Another advantage to arbitration is that the litigants are not beholden to the deadlines of the Court system.  They can move on with their lives and even get divorced, while agreeing to defer certain issues to arbitration on a more relaxed timelines.  But sometimes this can backfire.

In a recent unpublished (non-precedential) decision, Shah v. Shah, the Appellate Division addressed the question:  “What happens to an agreement to arbitrate when nobody arbitrates?”

The answer given by the Appellate Division is an interesting one, especially in light of the facts of the Shah case.  In a nutshell, here they are:

  • The Shahs entered into an agreement resolving at least some of their issues in January 2003.  As to those issues that were not resolved (and there were a whopping seventeen of them), they agreed that they would proceed to arbitration.  They agreed on an arbitrator, paid his retainer, and set a date for arbitration.  However, the arbitration did not go forward and after several years passed, Arbitrator # 1 returned the retainer.
  • In 2008, the parties mutually agreed upon a new arbitrator, Arbitrator # 2.  However, neither of them took any steps to retain him.
  • In 2009, Mr. Shah filed a motion to compel the arbitration, expand the scope of the arbitration beyond the seventeen issues identified in the parties’ agreement, and appoint a new arbitrator.  The Court granted Mr. Shah’s motion and appointed Arbitrator # 3.  The Court also entered a discovery schedule, and entered an order directing the parties as to the manner in which Arbitrator # 3’s retainer would be paid.  Despite Mrs. Shah’s apparent attempts to move forward with Arbitrator # 3, Mr. Shah did nothing.  Eventually, Arbitrator # 3 wrote to the Court to, understandably, advise that he would not arbitrate until his retainer agreement was signed.  Neither party signed it.
  • In 2015 (now twelve years after the parties agreed to arbitrate), Mr. Shah once again asked the Court to compel the arbitration, this time asking that Arbitrator # 2 be appointed.  Mrs. Shah cross-moved.  Among other things, she asked the Court to terminate the parties’ obligation to arbitrate.  The Court granted Mrs. Shah’s request, reasoning that – twelve years later – the parties were in very different financial circumstances and could not be made to arbitrate at this point.  The Court also opined that the parties had waived their rights to arbitrate.
  • Mr. Shah moved for reconsideration of the Court’s Order, which the Court denied.

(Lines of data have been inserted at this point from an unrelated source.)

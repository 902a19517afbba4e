//! Static font-metric tables for the two faces used by the capture canvas.
//!
//! Widths are the standard Helvetica / Helvetica-Bold advance widths expressed
//! in em units (AFM value / 1000). The PDF writer draws with the matching
//! built-in faces, so measured lines and drawn lines agree.
//! Tables cover the WinAnsi code page the built-in faces are encoded with:
//! `widths` holds ASCII 0x20..=0x7E (index = code - 32) and `high_widths`
//! holds codes 0x80..=0xFF (index = code - 128).

use serde::{Deserialize, Serialize};

#[derive(Debug, Clone, Copy, PartialEq, Eq, Hash, Serialize, Deserialize)]
#[serde(rename_all = "snake_case")]
pub enum FontFace {
    Regular,
    Bold,
}

/// WinAnsi code of a character, if the built-in faces can draw it.
pub fn win_ansi_code(c: char) -> Option<u8> {
    let code = match c {
        ' '..='~' | '\u{A0}'..='\u{FF}' => c as u32 as u8,
        '\u{20AC}' => 0x80,
        '\u{201A}' => 0x82,
        '\u{0192}' => 0x83,
        '\u{201E}' => 0x84,
        '\u{2026}' => 0x85,
        '\u{2020}' => 0x86,
        '\u{2021}' => 0x87,
        '\u{02C6}' => 0x88,
        '\u{2030}' => 0x89,
        '\u{0160}' => 0x8A,
        '\u{2039}' => 0x8B,
        '\u{0152}' => 0x8C,
        '\u{017D}' => 0x8E,
        '\u{2018}' => 0x91,
        '\u{2019}' => 0x92,
        '\u{201C}' => 0x93,
        '\u{201D}' => 0x94,
        '\u{2022}' => 0x95,
        '\u{2013}' => 0x96,
        '\u{2014}' => 0x97,
        '\u{02DC}' => 0x98,
        '\u{2122}' => 0x99,
        '\u{0161}' => 0x9A,
        '\u{203A}' => 0x9B,
        '\u{0153}' => 0x9C,
        '\u{017E}' => 0x9E,
        '\u{0178}' => 0x9F,
        _ => return None,
    };
    Some(code)
}

/// Static character-width table for a font face.
pub struct FontMetricTable {
    widths: [f32; 95],
    high_widths: [f32; 128],
    /// Fallback width for characters outside WinAnsi.
    pub average_char_width: f32,
    pub space_width: f32,
}

impl FontMetricTable {
    pub fn char_width(&self, c: char) -> f32 {
        match win_ansi_code(c) {
            Some(code @ 0x20..=0x7E) => self.widths[code as usize - 32],
            Some(code @ 0x80..=0xFF) => self.high_widths[code as usize - 128],
            _ => self.average_char_width,
        }
    }

    /// Measures the rendered width of a string in em units.
    pub fn measure_str(&self, s: &str) -> f32 {
        s.chars().map(|c| self.char_width(c)).sum()
    }

    /// Width in pixels at the given font size.
    pub fn measure_px(&self, s: &str, size_px: f32) -> f32 {
        self.measure_str(s) * size_px
    }
}

// ────────────────────────────────────────────────────────────────────────────
// Static width tables
// ────────────────────────────────────────────────────────────────────────────

static HELVETICA_TABLE: FontMetricTable = FontMetricTable {
    #[rustfmt::skip]
    widths: [
        // sp     !      "      #      $      %      &      '      (      )      *      +      ,      -      .      /
        0.278, 0.278, 0.355, 0.556, 0.556, 0.889, 0.667, 0.191, 0.333, 0.333, 0.389, 0.584, 0.278, 0.333, 0.278, 0.278,
        // 0      1      2      3      4      5      6      7      8      9
        0.556, 0.556, 0.556, 0.556, 0.556, 0.556, 0.556, 0.556, 0.556, 0.556,
        // :      ;      <      =      >      ?      @
        0.278, 0.278, 0.584, 0.584, 0.584, 0.556, 1.015,
        // A      B      C      D      E      F      G      H      I      J      K      L      M
        0.667, 0.667, 0.722, 0.722, 0.667, 0.611, 0.778, 0.722, 0.278, 0.500, 0.667, 0.556, 0.833,
        // N      O      P      Q      R      S      T      U      V      W      X      Y      Z
        0.722, 0.778, 0.667, 0.778, 0.722, 0.667, 0.611, 0.722, 0.667, 0.944, 0.667, 0.667, 0.611,
        // [      \      ]      ^      _      `
        0.278, 0.278, 0.278, 0.469, 0.556, 0.333,
        // a      b      c      d      e      f      g      h      i      j      k      l      m
        0.556, 0.556, 0.500, 0.556, 0.556, 0.278, 0.556, 0.556, 0.222, 0.222, 0.500, 0.222, 0.833,
        // n      o      p      q      r      s      t      u      v      w      x      y      z
        0.556, 0.556, 0.556, 0.556, 0.333, 0.500, 0.278, 0.556, 0.500, 0.722, 0.500, 0.500, 0.500,
        // {      |      }      ~
        0.334, 0.260, 0.334, 0.584,
    ],
    #[rustfmt::skip]
    high_widths: [
        // 0x80: euro, quotesinglbase .. Ydieresis (0.0 = unassigned code)
        0.556, 0.000, 0.222, 0.556, 0.333, 1.000, 0.556, 0.556, 0.333, 1.000, 0.667, 0.333, 1.000, 0.000, 0.611, 0.000,
        0.000, 0.222, 0.222, 0.333, 0.333, 0.350, 0.556, 1.000, 0.333, 1.000, 0.500, 0.333, 0.944, 0.000, 0.500, 0.667,
        // 0xA0: nbsp .. questiondown
        0.278, 0.333, 0.556, 0.556, 0.556, 0.556, 0.260, 0.556, 0.333, 0.737, 0.370, 0.556, 0.584, 0.333, 0.737, 0.333,
        0.400, 0.584, 0.333, 0.333, 0.333, 0.556, 0.537, 0.278, 0.333, 0.333, 0.365, 0.556, 0.834, 0.834, 0.834, 0.611,
        // 0xC0: Agrave .. germandbls
        0.667, 0.667, 0.667, 0.667, 0.667, 0.667, 1.000, 0.722, 0.667, 0.667, 0.667, 0.667, 0.278, 0.278, 0.278, 0.278,
        0.722, 0.722, 0.778, 0.778, 0.778, 0.778, 0.778, 0.584, 0.778, 0.722, 0.722, 0.722, 0.722, 0.667, 0.667, 0.611,
        // 0xE0: agrave .. ydieresis
        0.556, 0.556, 0.556, 0.556, 0.556, 0.556, 0.889, 0.500, 0.556, 0.556, 0.556, 0.556, 0.278, 0.278, 0.278, 0.278,
        0.556, 0.556, 0.556, 0.556, 0.556, 0.556, 0.556, 0.584, 0.611, 0.556, 0.556, 0.556, 0.556, 0.500, 0.556, 0.500,
    ],
    average_char_width: 0.556,
    space_width: 0.278,
};

static HELVETICA_BOLD_TABLE: FontMetricTable = FontMetricTable {
    #[rustfmt::skip]
    widths: [
        // sp     !      "      #      $      %      &      '      (      )      *      +      ,      -      .      /
        0.278, 0.333, 0.474, 0.556, 0.556, 0.889, 0.722, 0.238, 0.333, 0.333, 0.389, 0.584, 0.278, 0.333, 0.278, 0.278,
        // 0      1      2      3      4      5      6      7      8      9
        0.556, 0.556, 0.556, 0.556, 0.556, 0.556, 0.556, 0.556, 0.556, 0.556,
        // :      ;      <      =      >      ?      @
        0.333, 0.333, 0.584, 0.584, 0.584, 0.611, 0.975,
        // A      B      C      D      E      F      G      H      I      J      K      L      M
        0.722, 0.722, 0.722, 0.722, 0.667, 0.611, 0.778, 0.722, 0.278, 0.556, 0.722, 0.611, 0.833,
        // N      O      P      Q      R      S      T      U      V      W      X      Y      Z
        0.722, 0.778, 0.667, 0.778, 0.722, 0.667, 0.611, 0.722, 0.667, 0.944, 0.667, 0.667, 0.611,
        // [      \      ]      ^      _      `
        0.333, 0.278, 0.333, 0.584, 0.556, 0.333,
        // a      b      c      d      e      f      g      h      i      j      k      l      m
        0.556, 0.611, 0.556, 0.611, 0.556, 0.333, 0.611, 0.611, 0.278, 0.278, 0.556, 0.278, 0.889,
        // n      o      p      q      r      s      t      u      v      w      x      y      z
        0.611, 0.611, 0.611, 0.611, 0.389, 0.556, 0.333, 0.611, 0.556, 0.778, 0.556, 0.556, 0.500,
        // {      |      }      ~
        0.389, 0.280, 0.389, 0.584,
    ],
    #[rustfmt::skip]
    high_widths: [
        // 0x80: euro, quotesinglbase .. Ydieresis (0.0 = unassigned code)
        0.556, 0.000, 0.278, 0.556, 0.500, 1.000, 0.556, 0.556, 0.333, 1.000, 0.667, 0.333, 1.000, 0.000, 0.611, 0.000,
        0.000, 0.278, 0.278, 0.500, 0.500, 0.350, 0.556, 1.000, 0.333, 1.000, 0.556, 0.333, 0.944, 0.000, 0.500, 0.667,
        // 0xA0: nbsp .. questiondown
        0.278, 0.333, 0.556, 0.556, 0.556, 0.556, 0.280, 0.556, 0.333, 0.737, 0.370, 0.556, 0.584, 0.333, 0.737, 0.333,
        0.400, 0.584, 0.333, 0.333, 0.333, 0.611, 0.556, 0.278, 0.333, 0.333, 0.365, 0.556, 0.834, 0.834, 0.834, 0.611,
        // 0xC0: Agrave .. germandbls
        0.722, 0.722, 0.722, 0.722, 0.722, 0.722, 1.000, 0.722, 0.667, 0.667, 0.667, 0.667, 0.278, 0.278, 0.278, 0.278,
        0.722, 0.722, 0.778, 0.778, 0.778, 0.778, 0.778, 0.584, 0.778, 0.722, 0.722, 0.722, 0.722, 0.667, 0.667, 0.611,
        // 0xE0: agrave .. ydieresis
        0.556, 0.556, 0.556, 0.556, 0.556, 0.556, 0.889, 0.556, 0.556, 0.556, 0.556, 0.556, 0.278, 0.278, 0.278, 0.278,
        0.611, 0.611, 0.611, 0.611, 0.611, 0.611, 0.611, 0.584, 0.611, 0.611, 0.611, 0.611, 0.611, 0.556, 0.611, 0.556,
    ],
    average_char_width: 0.611,
    space_width: 0.278,
};

/// Returns the static metric table for a given face.
pub fn get_metrics(face: FontFace) -> &'static FontMetricTable {
    match face {
        FontFace::Regular => &HELVETICA_TABLE,
        FontFace::Bold => &HELVETICA_BOLD_TABLE,
    }
}

// ────────────────────────────────────────────────────────────────────────────
// Tests
// ────────────────────────────────────────────────────────────────────────────

#[cfg(test)]
mod tests {
    use super::*;

    #[test]
    fn test_measure_str_empty_returns_zero() {
        let metrics = get_metrics(FontFace::Regular);
        assert_eq!(metrics.measure_str(""), 0.0);
    }

    #[test]
    fn test_measure_str_ascii_characters() {
        let metrics = get_metrics(FontFace::Regular);
        // "Rust" = R(0.722) + u(0.556) + s(0.500) + t(0.278) = 2.056
        let width = metrics.measure_str("Rust");
        assert!(
            (width - 2.056).abs() < 1e-3,
            "Rust width should be ~2.056, got {width}"
        );
    }

    #[test]
    fn test_measure_str_outside_win_ansi_falls_back() {
        let metrics = get_metrics(FontFace::Regular);
        let width = metrics.measure_str("李");
        assert!(
            (width - metrics.average_char_width).abs() < 1e-4,
            "characters outside WinAnsi should use average_char_width"
        );
    }

    #[test]
    fn test_win_ansi_punctuation_has_own_widths() {
        let regular = get_metrics(FontFace::Regular);
        let bold = get_metrics(FontFace::Bold);
        // en dash, em dash, bullet, right single quote, euro
        assert!((regular.measure_str("\u{2013}") - 0.556).abs() < 1e-4);
        assert!((regular.measure_str("\u{2014}") - 1.000).abs() < 1e-4);
        assert!((regular.measure_str("\u{2022}") - 0.350).abs() < 1e-4);
        assert!((regular.measure_str("\u{2019}") - 0.222).abs() < 1e-4);
        assert!((bold.measure_str("\u{201C}") - 0.500).abs() < 1e-4);
        assert!((regular.measure_str("\u{20AC}") - 0.556).abs() < 1e-4);
        // Latin-1 letters
        assert!((regular.measure_str("é") - 0.556).abs() < 1e-4);
        assert!((bold.measure_str("Ü") - 0.722).abs() < 1e-4);
    }

    #[test]
    fn test_win_ansi_code_page() {
        assert_eq!(win_ansi_code('A'), Some(0x41));
        assert_eq!(win_ansi_code('é'), Some(0xE9));
        assert_eq!(win_ansi_code('\u{2014}'), Some(0x97));
        assert_eq!(win_ansi_code('\u{20AC}'), Some(0x80));
        // C1 controls and DEL have no glyph
        assert_eq!(win_ansi_code('\u{85}'), None);
        assert_eq!(win_ansi_code('\u{7F}'), None);
        assert_eq!(win_ansi_code('\n'), None);
        assert_eq!(win_ansi_code('李'), None);
    }

    #[test]
    fn test_bold_face_is_never_narrower() {
        let regular = get_metrics(FontFace::Regular);
        let bold = get_metrics(FontFace::Bold);
        let text = "Architected distributed caching layer";
        assert!(bold.measure_str(text) > regular.measure_str(text));
    }

    #[test]
    fn test_measure_px_scales_with_size() {
        let metrics = get_metrics(FontFace::Bold);
        let small = metrics.measure_px("Skills", 14.0);
        let large = metrics.measure_px("Skills", 28.0);
        assert!((large - small * 2.0).abs() < 1e-3);
    }
}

That brings us to Mr. Shah’s appeal.  In pertinent part, Mr. Shah argued that the decision of the lower court should be reversed because the judge incorrectly concluded that the parties had waived their rights to arbitrate due, essentially, to the passage of time.

The Appellate Division agreed with the judge below and concluded that the parties had waived their rights to arbitrate.  This is an interesting conclusion in light of the definition of a waiver:

Waiver is the voluntary and intentional relinquishment of a known right. The intent to waive need not be stated expressly, provided the circumstances clearly show that the party knew of the right and then abandoned it, either by design or indifference. [internal citations omitted].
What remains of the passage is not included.